Ce slogan a été présent pour la première fois dans plusieurs manifestations au cours des dernières semaines, qu’il s’agisse de réunions syndicales réclamant une augmentation du salaire minimum ou de manifestations féministes. Entre-temps, plusieurs partis de gauche sans représentation parlementaire ont manifesté dans plusieurs villes du pays. Elles ont été réprimées par la police à l’aide de gaz lacrymogènes et ont donné lieu à une centaine d’arrestations. Contrairement à d’autres manifestations de mécontentement, on note cette fois une mobilisation dans les villes côtières de la mer Noire, le bastion électoral de l’AKP. Dans la plus grande ville du pays, Istanbul, la police a fermé des places et installé des barrières dans plusieurs quartiers en prévision de manifestations politiques et syndicales. Les forces de sécurité avaient arrêté 70 manifestants avant même le début de la manifestation.
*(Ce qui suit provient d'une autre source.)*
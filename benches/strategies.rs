use criterion::{criterion_group, criterion_main, BenchmarkId, Criterion};

use divmatch::engine::{Engine, EngineConfig};
use divmatch::executor::Execution;
use divmatch::graph::DivisorGraph;
use divmatch::oracle::{EdmondsOracle, MatchingOracle};
use divmatch::strategy::Strategy;

const MAX_SIZE: usize = 80;

fn bench_sequential_strategies(c: &mut Criterion) {
    let mut group = c.benchmark_group("sequential");
    group.sample_size(10);
    for strategy in Strategy::ALL {
        let engine = Engine::new(EngineConfig::default().with_strategy(strategy)).unwrap();
        group.bench_with_input(BenchmarkId::new(strategy.key(), MAX_SIZE), &MAX_SIZE, |b, &n| {
            b.iter(|| engine.classify_range(n).unwrap());
        });
    }
    group.finish();
}

fn bench_parallel_discovery(c: &mut Criterion) {
    let mut group = c.benchmark_group("discovery_parallel");
    group.sample_size(10);
    for workers in [2, 4, 8] {
        let config = EngineConfig::default()
            .with_strategy(Strategy::Discovery)
            .with_execution(Execution::parallel(workers).unwrap());
        let engine = Engine::new(config).unwrap();
        group.bench_with_input(BenchmarkId::from_parameter(workers), &MAX_SIZE, |b, &n| {
            b.iter(|| engine.classify_range(n).unwrap());
        });
    }
    group.finish();
}

fn bench_oracle(c: &mut Criterion) {
    let graph = DivisorGraph::with_size(500);
    c.bench_function("edmonds_divisor_graph_500", |b| {
        b.iter(|| EdmondsOracle.maximum_matching(&graph));
    });
}

criterion_group!(
    benches,
    bench_sequential_strategies,
    bench_parallel_discovery,
    bench_oracle
);
criterion_main!(benches);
Zübeyde Dizdar, membre du Parti des travailleurs turcs (TIP) affirme :
Depuis que l’AKP est au pouvoir, la dissidence constitue un crime. Surtout que la situation s’est beaucoup détériorée et qu’ils craignent les protestations. Ils les répriment très violemment. Cette crise, effrayante pour les travailleurs, les familles et les jeunes les appauvrit de jour en jour. La situation économique sera au cœur de toutes les manifestations que nous verrons dans les prochaines semaines.